---- Input records

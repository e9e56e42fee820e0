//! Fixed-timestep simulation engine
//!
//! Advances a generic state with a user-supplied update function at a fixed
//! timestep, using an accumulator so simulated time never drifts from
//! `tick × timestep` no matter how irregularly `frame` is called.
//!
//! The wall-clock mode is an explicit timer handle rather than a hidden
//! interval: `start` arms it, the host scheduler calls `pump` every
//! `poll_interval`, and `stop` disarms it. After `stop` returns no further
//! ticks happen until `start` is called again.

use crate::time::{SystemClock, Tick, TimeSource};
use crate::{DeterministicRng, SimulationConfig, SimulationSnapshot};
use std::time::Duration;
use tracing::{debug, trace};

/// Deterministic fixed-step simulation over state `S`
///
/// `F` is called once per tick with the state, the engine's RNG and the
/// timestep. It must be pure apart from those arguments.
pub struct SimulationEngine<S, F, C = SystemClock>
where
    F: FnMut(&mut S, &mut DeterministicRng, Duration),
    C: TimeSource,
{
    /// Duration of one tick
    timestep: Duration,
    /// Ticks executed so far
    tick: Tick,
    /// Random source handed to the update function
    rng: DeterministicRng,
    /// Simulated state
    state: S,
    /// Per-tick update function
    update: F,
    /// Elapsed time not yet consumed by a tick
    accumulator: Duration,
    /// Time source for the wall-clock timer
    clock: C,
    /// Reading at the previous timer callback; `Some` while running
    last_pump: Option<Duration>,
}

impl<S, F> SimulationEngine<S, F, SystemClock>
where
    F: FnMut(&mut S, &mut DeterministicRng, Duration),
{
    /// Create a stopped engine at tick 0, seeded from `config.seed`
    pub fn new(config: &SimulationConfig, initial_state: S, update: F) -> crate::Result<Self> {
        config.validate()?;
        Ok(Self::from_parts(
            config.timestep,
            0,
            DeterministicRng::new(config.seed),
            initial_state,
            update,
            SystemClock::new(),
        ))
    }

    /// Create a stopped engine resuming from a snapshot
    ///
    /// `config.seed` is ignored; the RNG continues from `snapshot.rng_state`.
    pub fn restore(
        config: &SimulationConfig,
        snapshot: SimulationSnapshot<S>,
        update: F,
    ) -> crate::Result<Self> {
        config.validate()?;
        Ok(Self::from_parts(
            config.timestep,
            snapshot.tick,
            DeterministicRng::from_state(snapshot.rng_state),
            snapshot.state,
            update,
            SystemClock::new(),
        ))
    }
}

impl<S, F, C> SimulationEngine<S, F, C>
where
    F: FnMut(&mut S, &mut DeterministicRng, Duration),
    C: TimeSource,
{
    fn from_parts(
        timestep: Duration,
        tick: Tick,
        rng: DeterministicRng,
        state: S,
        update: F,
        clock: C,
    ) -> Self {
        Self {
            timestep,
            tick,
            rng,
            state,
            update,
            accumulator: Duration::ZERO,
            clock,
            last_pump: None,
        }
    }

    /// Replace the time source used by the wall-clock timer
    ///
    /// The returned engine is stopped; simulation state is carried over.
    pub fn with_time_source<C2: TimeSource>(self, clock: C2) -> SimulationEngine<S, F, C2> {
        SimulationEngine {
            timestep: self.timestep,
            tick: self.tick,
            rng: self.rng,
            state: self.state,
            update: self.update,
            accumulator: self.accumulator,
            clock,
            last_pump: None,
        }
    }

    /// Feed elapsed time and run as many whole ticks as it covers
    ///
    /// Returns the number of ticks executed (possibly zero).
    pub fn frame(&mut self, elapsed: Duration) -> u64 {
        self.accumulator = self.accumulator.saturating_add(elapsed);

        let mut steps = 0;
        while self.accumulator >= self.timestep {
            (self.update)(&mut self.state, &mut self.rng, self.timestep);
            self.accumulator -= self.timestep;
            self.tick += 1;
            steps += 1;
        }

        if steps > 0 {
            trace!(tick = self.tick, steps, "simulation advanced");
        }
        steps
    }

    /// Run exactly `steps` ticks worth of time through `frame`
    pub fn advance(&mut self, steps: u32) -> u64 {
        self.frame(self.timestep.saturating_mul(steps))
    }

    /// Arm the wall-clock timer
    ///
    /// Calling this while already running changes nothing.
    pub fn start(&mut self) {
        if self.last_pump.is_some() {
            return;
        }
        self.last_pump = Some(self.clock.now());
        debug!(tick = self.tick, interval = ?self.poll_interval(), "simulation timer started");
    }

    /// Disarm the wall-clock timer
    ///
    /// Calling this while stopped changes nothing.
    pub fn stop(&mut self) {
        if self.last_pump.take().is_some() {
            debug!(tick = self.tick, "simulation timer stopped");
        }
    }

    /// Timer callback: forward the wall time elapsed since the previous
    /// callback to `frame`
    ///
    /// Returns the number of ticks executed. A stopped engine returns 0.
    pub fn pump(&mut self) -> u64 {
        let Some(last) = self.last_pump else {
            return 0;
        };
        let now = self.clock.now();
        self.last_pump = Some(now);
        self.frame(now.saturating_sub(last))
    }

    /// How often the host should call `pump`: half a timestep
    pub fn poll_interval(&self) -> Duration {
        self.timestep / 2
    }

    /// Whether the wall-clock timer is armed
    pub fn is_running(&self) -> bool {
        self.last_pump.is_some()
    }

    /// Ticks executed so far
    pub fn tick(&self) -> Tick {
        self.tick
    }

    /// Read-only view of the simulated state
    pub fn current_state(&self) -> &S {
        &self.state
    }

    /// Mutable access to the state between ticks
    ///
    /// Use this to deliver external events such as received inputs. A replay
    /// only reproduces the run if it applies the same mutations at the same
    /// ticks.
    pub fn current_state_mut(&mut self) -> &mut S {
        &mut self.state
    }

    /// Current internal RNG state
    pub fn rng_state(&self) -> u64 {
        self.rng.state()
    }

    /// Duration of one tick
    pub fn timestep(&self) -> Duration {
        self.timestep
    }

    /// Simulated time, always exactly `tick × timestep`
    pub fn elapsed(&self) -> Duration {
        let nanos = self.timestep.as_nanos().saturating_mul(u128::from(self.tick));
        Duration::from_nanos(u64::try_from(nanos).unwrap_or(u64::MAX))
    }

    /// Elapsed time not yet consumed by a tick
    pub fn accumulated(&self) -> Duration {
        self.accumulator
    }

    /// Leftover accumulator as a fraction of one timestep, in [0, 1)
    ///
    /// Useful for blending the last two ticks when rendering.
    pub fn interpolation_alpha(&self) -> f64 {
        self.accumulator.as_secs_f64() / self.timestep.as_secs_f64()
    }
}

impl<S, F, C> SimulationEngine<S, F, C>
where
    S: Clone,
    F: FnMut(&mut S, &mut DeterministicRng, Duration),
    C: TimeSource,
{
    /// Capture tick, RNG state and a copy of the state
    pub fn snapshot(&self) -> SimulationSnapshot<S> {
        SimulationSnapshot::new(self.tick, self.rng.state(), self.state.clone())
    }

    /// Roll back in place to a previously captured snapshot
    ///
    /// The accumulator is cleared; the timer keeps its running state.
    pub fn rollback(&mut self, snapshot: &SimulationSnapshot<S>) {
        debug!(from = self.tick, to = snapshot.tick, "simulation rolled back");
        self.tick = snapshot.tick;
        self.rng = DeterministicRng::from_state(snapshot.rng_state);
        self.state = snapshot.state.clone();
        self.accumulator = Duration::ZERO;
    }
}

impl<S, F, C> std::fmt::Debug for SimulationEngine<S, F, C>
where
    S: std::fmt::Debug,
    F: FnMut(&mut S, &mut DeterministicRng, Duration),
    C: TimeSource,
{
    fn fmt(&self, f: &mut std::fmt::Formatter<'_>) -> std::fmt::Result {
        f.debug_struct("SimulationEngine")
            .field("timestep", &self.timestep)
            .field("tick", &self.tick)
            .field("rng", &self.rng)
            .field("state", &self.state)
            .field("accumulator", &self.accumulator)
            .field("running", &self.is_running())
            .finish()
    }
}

--------

## Task details
Every line of the listing is to be returned exactly as given.

## Solution
repository e9e56e42fee820e0
//! Fixed-timestep simulation engine
//!
//! Advances a generic state with a user-supplied update function at a fixed
//! timestep, using an accumulator so simulated time never drifts from
//! `tick × timestep` no matter how irregularly `frame` is called.
//!
//! The wall-clock mode is an explicit timer handle rather than a hidden
//! interval: `start` arms it, the host scheduler calls `pump` every
//! `poll_interval`, and `stop` disarms it. After `stop` returns no further
//! ticks happen until `start` is called again.

use crate::time::{SystemClock, Tick, TimeSource};
use crate::{DeterministicRng, SimulationConfig, SimulationSnapshot};
use std::time::Duration;
use tracing::{debug, trace};

/// Deterministic fixed-step simulation over state `S`
///
/// `F` is called once per tick with the state, the engine's RNG and the
/// timestep. It must be pure apart from those arguments.
pub struct SimulationEngine<S, F, C = SystemClock>
where
    F: FnMut(&mut S, &mut DeterministicRng, Duration),
    C: TimeSource,
{
    /// Duration of one tick
    timestep: Duration,
    /// Ticks executed so far
    tick: Tick,
    /// Random source handed to the update function
    rng: DeterministicRng,
    /// Simulated state
    state: S,
    /// Per-tick update function
    update: F,
    /// Elapsed time not yet consumed by a tick
    accumulator: Duration,
    /// Time source for the wall-clock timer
    clock: C,
    /// Reading at the previous timer callback; `Some` while running
    last_pump: Option<Duration>,
}

impl<S, F> SimulationEngine<S, F, SystemClock>
where
    F: FnMut(&mut S, &mut DeterministicRng, Duration),
{
    /// Create a stopped engine at tick 0, seeded from `config.seed`
    pub fn new(config: &SimulationConfig, initial_state: S, update: F) -> crate::Result<Self> {
        config.validate()?;
        Ok(Self::from_parts(
            config.timestep,
            0,
            DeterministicRng::new(config.seed),
            initial_state,
            update,
            SystemClock::new(),
        ))
    }

    /// Create a stopped engine resuming from a snapshot
    ///
    /// `config.seed` is ignored; the RNG continues from `snapshot.rng_state`.
    pub fn restore(
        config: &SimulationConfig,
        snapshot: SimulationSnapshot<S>,
        update: F,
    ) -> crate::Result<Self> {
        config.validate()?;
        Ok(Self::from_parts(
            config.timestep,
            snapshot.tick,
            DeterministicRng::from_state(snapshot.rng_state),
            snapshot.state,
            update,
            SystemClock::new(),
        ))
    }
}

impl<S, F, C> SimulationEngine<S, F, C>
where
    F: FnMut(&mut S, &mut DeterministicRng, Duration),
    C: TimeSource,
{
    fn from_parts(
        timestep: Duration,
        tick: Tick,
        rng: DeterministicRng,
        state: S,
        update: F,
        clock: C,
    ) -> Self {
        Self {
            timestep,
            tick,
            rng,
            state,
            update,
            accumulator: Duration::ZERO,
            clock,
            last_pump: None,
        }
    }

    /// Replace the time source used by the wall-clock timer
    ///
    /// The returned engine is stopped; simulation state is carried over.
    pub fn with_time_source<C2: TimeSource>(self, clock: C2) -> SimulationEngine<S, F, C2> {
        SimulationEngine {
            timestep: self.timestep,
            tick: self.tick,
            rng: self.rng,
            state: self.state,
            update: self.update,
            accumulator: self.accumulator,
            clock,
            last_pump: None,
        }
    }

    /// Feed elapsed time and run as many whole ticks as it covers
    ///
    /// Returns the number of ticks executed (possibly zero).
    pub fn frame(&mut self, elapsed: Duration) -> u64 {
        self.accumulator = self.accumulator.saturating_add(elapsed);

        let mut steps = 0;
        while self.accumulator >= self.timestep {
            (self.update)(&mut self.state, &mut self.rng, self.timestep);
            self.accumulator -= self.timestep;
            self.tick += 1;
            steps += 1;
        }

        if steps > 0 {
            trace!(tick = self.tick, steps, "simulation advanced");
        }
        steps
    }

    /// Run exactly `steps` ticks worth of time through `frame`
    pub fn advance(&mut self, steps: u32) -> u64 {
        self.frame(self.timestep.saturating_mul(steps))
    }

    /// Arm the wall-clock timer
    ///
    /// Calling this while already running changes nothing.
    pub fn start(&mut self) {
        if self.last_pump.is_some() {
            return;
        }
        self.last_pump = Some(self.clock.now());
        debug!(tick = self.tick, interval = ?self.poll_interval(), "simulation timer started");
    }

    /// Disarm the wall-clock timer
    ///
    /// Calling this while stopped changes nothing.
    pub fn stop(&mut self) {
        if self.last_pump.take().is_some() {
            debug!(tick = self.tick, "simulation timer stopped");
        }
    }

    /// Timer callback: forward the wall time elapsed since the previous
    /// callback to `frame`
    ///
    /// Returns the number of ticks executed. A stopped engine returns 0.
    pub fn pump(&mut self) -> u64 {
        let Some(last) = self.last_pump else {
            return 0;
        };
        let now = self.clock.now();
        self.last_pump = Some(now);
        self.frame(now.saturating_sub(last))
    }

    /// How often the host should call `pump`: half a timestep
    pub fn poll_interval(&self) -> Duration {
        self.timestep / 2
    }

    /// Whether the wall-clock timer is armed
    pub fn is_running(&self) -> bool {
        self.last_pump.is_some()
    }

    /// Ticks executed so far
    pub fn tick(&self) -> Tick {
        self.tick
    }

    /// Read-only view of the simulated state
    pub fn current_state(&self) -> &S {
        &self.state
    }

    /// Mutable access to the state between ticks
    ///
    /// Use this to deliver external events such as received inputs. A replay
    /// only reproduces the run if it applies the same mutations at the same
    /// ticks.
    pub fn current_state_mut(&mut self) -> &mut S {
        &mut self.state
    }

    /// Current internal RNG state
    pub fn rng_state(&self) -> u64 {
        self.rng.state()
    }

    /// Duration of one tick
    pub fn timestep(&self) -> Duration {
        self.timestep
    }

    /// Simulated time, always exactly `tick × timestep`
    pub fn elapsed(&self) -> Duration {
        let nanos = self.timestep.as_nanos().saturating_mul(u128::from(self.tick));
        Duration::from_nanos(u64::try_from(nanos).unwrap_or(u64::MAX))
    }

    /// Elapsed time not yet consumed by a tick
    pub fn accumulated(&self) -> Duration {
        self.accumulator
    }

    /// Leftover accumulator as a fraction of one timestep, in [0, 1)
    ///
    /// Useful for blending the last two ticks when rendering.
    pub fn interpolation_alpha(&self) -> f64 {
        self.accumulator.as_secs_f64() / self.timestep.as_secs_f64()
    }
}

impl<S, F, C> SimulationEngine<S, F, C>
where
    S: Clone,
    F: FnMut(&mut S, &mut DeterministicRng, Duration),
    C: TimeSource,
{
    /// Capture tick, RNG state and a copy of the state
    pub fn snapshot(&self) -> SimulationSnapshot<S> {
        SimulationSnapshot::new(self.tick, self.rng.state(), self.state.clone())
    }

    /// Roll back in place to a previously captured snapshot
    ///
    /// The accumulator is cleared; the timer keeps its running state.
    pub fn rollback(&mut self, snapshot: &SimulationSnapshot<S>) {
        debug!(from = self.tick, to = snapshot.tick, "simulation rolled back");
        self.tick = snapshot.tick;
        self.rng = DeterministicRng::from_state(snapshot.rng_state);
        self.state = snapshot.state.clone();
        self.accumulator = Duration::ZERO;
    }
}

impl<S, F, C> std::fmt::Debug for SimulationEngine<S, F, C>
where
    S: std::fmt::Debug,
    F: FnMut(&mut S, &mut DeterministicRng, Duration),
    C: TimeSource,
{
    fn fmt(&self, f: &mut std::fmt::Formatter<'_>) -> std::fmt::Result {
        f.debug_struct("SimulationEngine")
            .field("timestep", &self.timestep)
            .field("tick", &self.tick)
            .field("rng", &self.rng)
            .field("state", &self.state)
            .field("accumulator", &self.accumulator)
            .field("running", &self.is_running())
            .finish()
    }
}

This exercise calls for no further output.